São Paulo, segunda, 21 de julho de 1997.



Texto Anterior | Próximo Texto | Índice

ARTIGO
Não veio para confundir, mas organizar

NICOLAU SEVCENKO
especial para a Folha

"...E abre alas que eu quero passar!/ Nós somos os brasileiros auriverdes!/ As esmeraldas das araras/ Os rubis dos colibris/ Os abacaxis as mangas os cajus/ Atravessam amorosamente/ A fremente celebração do Universall.../
De longe em longe gritam solitários brilhos falsos/ Perfurando o sombral das figueiras:/
Berenguendéns berloques ouropéis de Oropa consagrada/ Que o goianá trocou pelas pepitas de ouro fino..."
Todo poema de Mário de Andrade era um manifesto. Ele era um agitador cultural nato.
Ao contrário do Chacrinha, não veio para confundir, mas para organizar.
Do mesmo modo que o "velho guerreiro", sempre esteve no centro da cena, até mesmo quando todos usavam suas idéias e deliberadamente omitiam seu nome.
Sua influência foi tão onipresente na cultura brasileira deste século que difundiu o hábito quase automático de não se anunciá-la.
Ele usou de todos os recursos que pôde para divulgar suas idéias. Escreveu poesia, ficção, ensaio, crítica e jornalismo. Atuou no meio intelectual paulista, em contato direto com Manuel Bandeira, Carlos Drummond e Augusto Frederico Schmidt.
Aconselhou Anita Malfatti, Tarsila do Amaral, Victor Brecheret, Heitor Villa-Lobos e Cândido Portinari.
Elogiou o Martin Fierro, apresentou Jorge Luis Borges aos brasileiros, pregou a abertura para a América Latina evocando o projeto do Ministro da Educação do México, José Vasconcelos e as realizações dos pintores muralistas.
Andrade articulou o Departamento Municipal de Cultura em São Paulo e o Serviço do Patrimônio Histórico e Artístico no Rio de Janeiro.
Deu aulas na Universidade do Distrito Federal, em São Paulo iniciou cursos de folclore e etnografia, lecionou no conservatório e criou a primeira discoteca pública.
Cendrars e Paulo Prado
Só recentemente tem ficado mais claro quais as raízes sociais e culturais mais profundas da atuação programática de Mário de Andrade.
Seus fundamentos são ambivalentes. De um lado está a inspiração do poeta franco-suíço Blaise Cendrars, um dos fundadores da poesia cubista junto com Apollinaire, boêmio anárquico, preconizador do internacionalismo democrático.
Do outro, o conservadorismo nacionalista autoritário de Afonso Arinos e Paulo Prado, carregado dos ressentimentos da cafeicultura em crise, da dinâmica imprevisível dos processos globais de modernização e do impacto desestabilizador da imigração maciça.
Da complexa síntese que Mário elaborou dessas fontes, derivariam, contraditoriamente, tanto o projeto cultural do populismo brasileiro desde Vargas, quanto o horizonte crítico da intelectualidade engajada de oposição.
O enigma Mário de Andrade ainda nos devora.

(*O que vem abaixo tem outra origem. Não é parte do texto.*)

//! Lot sequencing: start, resolution, reveal of the next lot, completion.
//!
//! ```text
//!  Lobby ──start──▶ Bidding ──resolve / skip_batch──▶ Revealing ──reveal──▶ Bidding ...
//!                      │                                   │
//!                      └──last lot / end_early / nobody can bid──▶ Complete
//! ```
//!
//! A resolution is final the moment it is appended to `resolved_lots`;
//! statistics are always recomputed from that log. Completion disarms the
//! timer before `auction_complete` is emitted, so no late expiry can touch a
//! finished room.

use std::sync::Arc;

use gavel_types::{
    Amount, BidderId, FinalReport, GavelError, Lot, LotState, ResolutionCause, ResolvedLot,
    Result, RoomEvent, RoomPhase,
};

use crate::broadcaster::EventBroadcaster;
use crate::ordering;
use crate::room::Room;

/// Order the queue, put the first lot on the block and arm its countdown.
///
/// # Errors
/// `InvalidState` outside the lobby or with no bidders, `EmptyQueue` with
/// no lots.
pub fn start(room: &mut Room, events: &EventBroadcaster) -> Result<LotState> {
    if room.phase != RoomPhase::Lobby {
        return Err(GavelError::invalid_state("start the auction", room.phase));
    }
    if room.bidders.is_empty() {
        return Err(GavelError::invalid_state("start without bidders", room.phase));
    }
    let mut queue = ordering::order_lots(room.catalog.clone(), &room.settings.auction_order);
    if queue.is_empty() {
        return Err(GavelError::EmptyQueue);
    }
    let first = queue.remove(0);
    room.lot_queue = queue.into();
    room.recompute_eligibility();

    room.open_floor(Arc::clone(&first));
    announce_batch(room, events, &first);
    room.rearm_countdown()?;

    tracing::info!(
        room = %room.code,
        lots = room.catalog.len(),
        bidders = room.bidders.len(),
        first = %first.name,
        "Auction started"
    );
    events.emit(RoomEvent::AuctionStarted {
        lot: Arc::clone(&first),
        current_bid: first.base_price,
        current_bidder: None,
        lots_total: room.catalog.len(),
    });
    Ok(LotState {
        current_bid: first.base_price,
        lot: first,
        current_bidder: None,
    })
}

/// Take the lot off the block and record its outcome, then advance.
///
/// `Sold` and `TimerExpired` award the lot to the floor owner if there is
/// one; `Skipped` always records it unsold.
///
/// # Errors
/// `InvalidState` once complete, `NoActiveLot` when nothing is on the block.
pub fn resolve_current_lot(
    room: &mut Room,
    events: &EventBroadcaster,
    cause: ResolutionCause,
) -> Result<ResolvedLot> {
    match room.phase {
        RoomPhase::Bidding => {}
        RoomPhase::Complete => {
            return Err(GavelError::invalid_state("resolve a lot", room.phase));
        }
        RoomPhase::Lobby | RoomPhase::Revealing => return Err(GavelError::NoActiveLot),
    }
    let Some((lot, amount, owner)) = room.close_floor() else {
        return Err(GavelError::NoActiveLot);
    };
    room.timer.disarm();

    let record = match owner {
        Some(owner) if cause != ResolutionCause::Skipped => {
            award(room, lot, amount, &owner, cause)
        }
        _ => ResolvedLot::unsold(lot, cause),
    };
    room.recompute_eligibility();
    room.resolved_lots.push(record.clone());

    tracing::info!(
        room = %room.code,
        lot = %record.lot.name,
        winner = record.winner.as_ref().map(BidderId::as_str),
        price = record.final_price,
        %cause,
        "Lot resolved"
    );
    events.emit(RoomEvent::LotResolved {
        record: record.clone(),
    });
    events.emit(RoomEvent::TeamStateUpdated {
        teams: room.teams(),
    });

    advance(room, events);
    Ok(record)
}

/// Continuation of the reveal pause. Returns `false` when superseded.
pub fn reveal_next(room: &mut Room, events: &EventBroadcaster, generation: u64) -> bool {
    if room.phase != RoomPhase::Revealing || !room.timer.take_reveal(generation) {
        return false;
    }
    promote_next(room, events);
    true
}

/// Stop the auction now. The lot on the block and every queued lot are
/// recorded unsold.
///
/// # Errors
/// `InvalidState` if the auction is already complete.
pub fn end_early(room: &mut Room, events: &EventBroadcaster) -> Result<FinalReport> {
    if room.phase.is_terminal() {
        return Err(GavelError::invalid_state("end the auction", room.phase));
    }
    room.ended_early = true;
    room.timer.disarm();

    let discarded = room.close_floor().map(|(lot, ..)| lot);
    let cause = ResolutionCause::EndedEarly;
    room.resolved_lots.extend(
        discarded
            .into_iter()
            .chain(room.lot_queue.drain(..))
            .map(|lot| ResolvedLot::unsold(lot, cause)),
    );

    complete(room, events);
    Ok(room.final_report())
}

/// Pass over the rest of the current category run: the lot on the block
/// (if any) and every queued lot of the same category up to the next
/// category change are recorded unsold. Then advance as after a resolution.
///
/// During the reveal pause the run is the category of the lot just resolved.
///
/// # Errors
/// `InvalidState` once complete, `NoActiveLot` before the auction starts.
pub fn skip_batch(room: &mut Room, events: &EventBroadcaster) -> Result<Vec<ResolvedLot>> {
    match room.phase {
        RoomPhase::Bidding | RoomPhase::Revealing => {}
        RoomPhase::Complete => {
            return Err(GavelError::invalid_state("skip a batch", room.phase));
        }
        RoomPhase::Lobby => return Err(GavelError::NoActiveLot),
    }
    let on_block = room.close_floor().map(|(lot, ..)| lot);
    let Some(category) = on_block.as_ref().map(|l| l.category).or(room.last_category) else {
        return Err(GavelError::NoActiveLot);
    };
    room.timer.disarm();

    let run = ordering::queued_run(category, &room.lot_queue);
    let cause = ResolutionCause::BatchSkipped;
    let skipped: Vec<ResolvedLot> = on_block
        .into_iter()
        .chain(room.lot_queue.drain(..run))
        .map(|lot| ResolvedLot::unsold(lot, cause))
        .collect();
    room.resolved_lots.extend(skipped.iter().cloned());

    tracing::info!(
        room = %room.code,
        %category,
        skipped = skipped.len(),
        remaining = room.lot_queue.len(),
        "Batch skipped"
    );
    events.emit(RoomEvent::BatchSkipped {
        category,
        skipped: skipped.clone(),
    });

    advance(room, events);
    Ok(skipped)
}

fn award(
    room: &mut Room,
    lot: Arc<Lot>,
    amount: Amount,
    owner: &BidderId,
    cause: ResolutionCause,
) -> ResolvedLot {
    let Some(bidder) = room.bidders.get_mut(owner) else {
        tracing::warn!(room = %room.code, bidder = %owner, "Floor owner left the room; lot unsold");
        return ResolvedLot::unsold(lot, cause);
    };
    match bidder.award(Arc::clone(&lot), amount) {
        Ok(()) => ResolvedLot::sold(lot, amount, owner.clone(), bidder.display_name.clone(), cause),
        Err(err) => {
            tracing::warn!(room = %room.code, bidder = %owner, error = %err, "Award failed; lot unsold");
            ResolvedLot::unsold(lot, cause)
        }
    }
}

/// Move on after a resolution: reveal the next lot or complete.
///
/// When no bidder can bid any more, the queue is recorded unsold and the
/// auction completes instead of running countdowns nobody can act on.
fn advance(room: &mut Room, events: &EventBroadcaster) {
    if room.ended_early || room.lot_queue.is_empty() {
        complete(room, events);
        return;
    }
    if room.bidders.values().all(|b| !b.eligible) {
        let cause = ResolutionCause::NoEligibleBidders;
        tracing::info!(
            room = %room.code,
            unsold = room.lot_queue.len(),
            "No bidder can bid; closing the auction"
        );
        room.resolved_lots
            .extend(room.lot_queue.drain(..).map(|lot| ResolvedLot::unsold(lot, cause)));
        complete(room, events);
        return;
    }
    if room.timer.reveal_delay().is_zero() {
        promote_next(room, events);
        return;
    }
    room.phase = RoomPhase::Revealing;
    room.timer.schedule_reveal();
}

fn promote_next(room: &mut Room, events: &EventBroadcaster) {
    let Some(lot) = room.lot_queue.pop_front() else {
        complete(room, events);
        return;
    };
    room.open_floor(Arc::clone(&lot));
    announce_batch(room, events, &lot);
    if let Err(err) = room.rearm_countdown() {
        tracing::warn!(room = %room.code, error = %err, "Could not arm countdown");
    }
    tracing::debug!(room = %room.code, lot = %lot.name, remaining = room.lot_queue.len(), "Next lot");
    events.emit(RoomEvent::NextLot {
        base_price: lot.base_price,
        lot,
    });
}

/// Emit `batch_started` when `lot` opens a new category run.
fn announce_batch(room: &mut Room, events: &EventBroadcaster, lot: &Lot) {
    if room.last_category == Some(lot.category) {
        return;
    }
    room.last_category = Some(lot.category);
    events.emit(RoomEvent::BatchStarted {
        category: lot.category,
        lots_in_batch: ordering::batch_len(lot.category, &room.lot_queue),
    });
}

fn complete(room: &mut Room, events: &EventBroadcaster) {
    room.timer.disarm();
    room.close_floor();
    room.phase = RoomPhase::Complete;
    let statistics = room.statistics();
    tracing::info!(
        room = %room.code,
        sold = statistics.total_players_sold,
        unsold = statistics.total_unsold,
        total_spent = statistics.total_spent,
        ended_early = room.ended_early,
        "Auction complete"
    );
    events.emit(RoomEvent::AuctionComplete {
        resolved_lots: room.resolved_lots.clone(),
        statistics,
        ended_early: room.ended_early,
    });
}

Nicolau Sevcenko é professor de história da cultura no departamento de história da Faculdade de Filosofia, Letras e Ciências Humanas da Universidade de São Paulo (USP).



Texto Anterior | Próximo Texto | Índice



Todos os direitos reservados. É proibida a reprodução do conteúdo desta página em qualquer meio de comunicação, eletrônico ou impresso, sem autorização escrita do Universo Online ou do detentor do copyright.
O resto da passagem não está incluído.